Casos da Ômicron aumentam no estado mais vacinado da Alemanha

Enquanto isso, os líderes alemães concordaram em aumentar as restrições

Por Lorenz Duchamps

O menor e menos populoso estado federal da Alemanha, e que possui a maior taxa de vacinação em todo o país, atualmente enfrenta a maior taxa de infecção do país, a qual aumentou como resultado da variante Ômicron do vírus do PCC (Partido Comunista Chinês).

O estado marítimo de Bremen, localizado no norte da Alemanha, tem quase 84 por cento da sua população vacinada duas vezes, em comparação com um valor nacional de cerca de 72 por cento.

Cerca de 44% do pequeno estado alemão, que tem menos de 700.000 habitantes, recebeu uma  dose de reforço da vacina contra a COVID-19, em comparação com um número nacional semelhante: 42%.

A taxa de infecção de sete dias em Bremen era de 800 casos por 100.000 habitantes no dia 6 de janeiro, a mais alta da Alemanha e mais que o dobro da taxa nacional de 303 casos por 100.000 habitantes, de acordo com o Instituto Robert Koch (RKI) para doenças infecciosas.

Bremen também possui uma alta taxa de hospitalizações, de 14,5 pessoas por 100.000 habitantes, informou o canal de notícias alemão ZDF, embora os hospitais não estejam tão sobrecarregados quanto nas três primeiras ondas da pandemia do vírus do PCC, pois os pacientes infectados com a nova variante chegaram com sintomas mais leves, afirmou Lukas Fuhrmann, porta-voz do ministério da Saúde de Bremen.

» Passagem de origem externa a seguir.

//! Purpose: Hold string-valued binding configuration and typed accessors over it.
//! Exports: `Properties`.
//! Role: Single configuration surface shared by every binding, the bench runner, and the CLI.
//! Invariants: Later assignments win; parse failures are `Usage` errors naming the key.
//! Invariants: File syntax is the Java `.properties` subset (`k=v`, `k: v`, `#`/`!` comments).
use super::error::{Error, ErrorKind};
use std::collections::BTreeMap;
use std::path::Path;
use std::str::FromStr;
use std::time::Duration;

#[derive(Clone, Debug, Default, Eq, PartialEq)]
pub struct Properties {
    values: BTreeMap<String, String>,
}

impl Properties {
    pub fn new() -> Self {
        Self::default()
    }

    pub fn with(mut self, key: impl Into<String>, value: impl Into<String>) -> Self {
        self.set(key, value);
        self
    }

    pub fn set(&mut self, key: impl Into<String>, value: impl Into<String>) {
        self.values.insert(key.into(), value.into());
    }

    pub fn extend(&mut self, other: &Properties) {
        for (key, value) in &other.values {
            self.values.insert(key.clone(), value.clone());
        }
    }

    pub fn get(&self, key: &str) -> Option<&str> {
        self.values.get(key).map(String::as_str)
    }

    pub fn get_or<'a>(&'a self, key: &str, default: &'a str) -> &'a str {
        self.get(key).unwrap_or(default)
    }

    /// Returns a non-empty value or a `Usage` error naming the missing key.
    pub fn require(&self, key: &str) -> Result<&str, Error> {
        match self.get(key).map(str::trim) {
            Some(value) if !value.is_empty() => Ok(value),
            _ => Err(Error::new(ErrorKind::Usage)
                .with_message(format!("missing required property `{key}`"))
                .with_hint(format!("Set it with `-p {key}=<value>` or in a properties file."))),
        }
    }

    pub fn bool_or(&self, key: &str, default: bool) -> Result<bool, Error> {
        let Some(raw) = self.get(key) else {
            return Ok(default);
        };
        match raw.trim().to_ascii_lowercase().as_str() {
            "true" => Ok(true),
            "false" => Ok(false),
            _ => Err(Error::new(ErrorKind::Usage)
                .with_message(format!("property `{key}` must be true or false, got `{raw}`"))),
        }
    }

    pub fn parse_or<T>(&self, key: &str, default: T) -> Result<T, Error>
    where
        T: FromStr,
        T::Err: std::error::Error + Send + Sync + 'static,
    {
        let Some(raw) = self.get(key) else {
            return Ok(default);
        };
        raw.trim().parse::<T>().map_err(|err| {
            Error::new(ErrorKind::Usage)
                .with_message(format!("invalid value `{raw}` for property `{key}`"))
                .with_source(err)
        })
    }

    pub fn millis_or(&self, key: &str, default_ms: u64) -> Result<Duration, Error> {
        self.parse_or(key, default_ms).map(Duration::from_millis)
    }

    /// Yields `(suffix, value)` for every key starting with `prefix`, suffix non-empty.
    pub fn with_prefix<'a>(&'a self, prefix: &'a str) -> impl Iterator<Item = (&'a str, &'a str)> {
        self.values
            .range(prefix.to_string()..)
            .take_while(move |(key, _)| key.starts_with(prefix))
            .filter_map(move |(key, value)| {
                let suffix = &key[prefix.len()..];
                (!suffix.is_empty()).then_some((suffix, value.as_str()))
            })
    }

    pub fn iter(&self) -> impl Iterator<Item = (&str, &str)> {
        self.values
            .iter()
            .map(|(key, value)| (key.as_str(), value.as_str()))
    }

    pub fn len(&self) -> usize {
        self.values.len()
    }

    pub fn is_empty(&self) -> bool {
        self.values.is_empty()
    }

    /// Parses a single `key=value` assignment as given on the command line.
    pub fn parse_assignment(input: &str) -> Result<(String, String), Error> {
        match split_assignment(input) {
            Some((key, value)) if !key.is_empty() => Ok((key.to_string(), value.to_string())),
            _ => Err(Error::new(ErrorKind::Usage)
                .with_message(format!("invalid property assignment `{input}`"))
                .with_hint("Use key=value, for example `-p es.index.key=ycsb`.")),
        }
    }

    pub fn parse(text: &str) -> Result<Self, Error> {
        let mut props = Self::new();
        let mut pending = String::new();
        for (index, raw_line) in text.lines().enumerate() {
            let line = raw_line.trim_start();
            if pending.is_empty() && (line.is_empty() || line.starts_with('#') || line.starts_with('!')) {
                continue;
            }
            if let Some(continued) = line.strip_suffix('\\') {
                pending.push_str(continued);
                continue;
            }
            pending.push_str(line);
            let logical = std::mem::take(&mut pending);
            let (key, value) = split_assignment(&logical).ok_or_else(|| {
                Error::new(ErrorKind::Usage)
                    .with_message(format!("malformed properties line {}", index + 1))
            })?;
            if key.is_empty() {
                return Err(Error::new(ErrorKind::Usage)
                    .with_message(format!("empty key on properties line {}", index + 1)));
            }
            props.set(key, value);
        }
        if !pending.is_empty() {
            let (key, value) = split_assignment(&pending).ok_or_else(|| {
                Error::new(ErrorKind::Usage).with_message("dangling line continuation")
            })?;
            props.set(key, value);
        }
        Ok(props)
    }

    pub fn load(path: impl AsRef<Path>) -> Result<Self, Error> {
        let path = path.as_ref();
        let text = std::fs::read_to_string(path).map_err(|err| {
            Error::new(ErrorKind::Io)
                .with_message(format!("failed to read properties file {}", path.display()))
                .with_source(err)
        })?;
        Self::parse(&text)
    }
}

impl<K, V> FromIterator<(K, V)> for Properties
where
    K: Into<String>,
    V: Into<String>,
{
    fn from_iter<I: IntoIterator<Item = (K, V)>>(iter: I) -> Self {
        let mut props = Self::new();
        for (key, value) in iter {
            props.set(key, value);
        }
        props
    }
}

fn split_assignment(line: &str) -> Option<(&str, &str)> {
    let split_at = line.find(['=', ':'])?;
    let key = line[..split_at].trim();
    let value = line[split_at + 1..].trim();
    Some((key, value))
}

O RKI assume que a variante Ômicron, que surgiu pela primeira vez na África do Sul no ano passado, se tornará a cepa predominante do vírus do PCC nos próximos dias. A Ômicron agora responde por mais de 85% das infecções pelo vírus do PCC em Bremen, bem acima do número nacional de cerca de 44%, de acordo com os dados mais recentes do RKI.

Hajo Zeeb, professor do Instituto Leibniz de Prevenção e Pesquisa em Epidemiologia em Bremen, vinculou o aumento de casos ao declínio na proteção das vacinas contra a COVID-19.

Zeeb também afirmou que a localização de Bremen, perto da Holanda e da Dinamarca, onde a Ômicron já se tornou a variante dominante, pode ser outro motivo para a maior taxa de infecções no estado.

Enquanto isso, os líderes alemães concordaram, na sexta-feira, em aumentar as restrições para o setor de hospitalidade e decidiram encurtar os períodos de quarentena e auto-isolamento para pessoas que concordaram em receber uma dose de reforço.

Sob as novas regras, apenas os alemães que foram totalmente vacinados, se recuperaram da doença e tenham testado negativo podem entrar em restaurantes para uma refeição formal. Aqueles que receberam uma injeção de reforço não precisam apresentar um teste negativo.

“É uma regra estrita, mas necessária, que nos ajudará a controlar infecções [no futuro] melhor do que hoje”, declarou o chanceler alemão, Olaf Scholz, na sexta-feira, confirmando os novos protocolos para o vírus do PCC.

Horst Egger, dono de uma churrascaria em Berlim, afirmou que faria mais sentido fechar o restaurante por um mês do que mantê-lo aberto com todos os obstáculos no qual se encontra.

“Quando os convidados chegam, geralmente há alguém que não está vacinado. Então temos que recusar três ou quatro pessoas novamente”, relatou Egger, que está no ramo de alimentos desde 1979.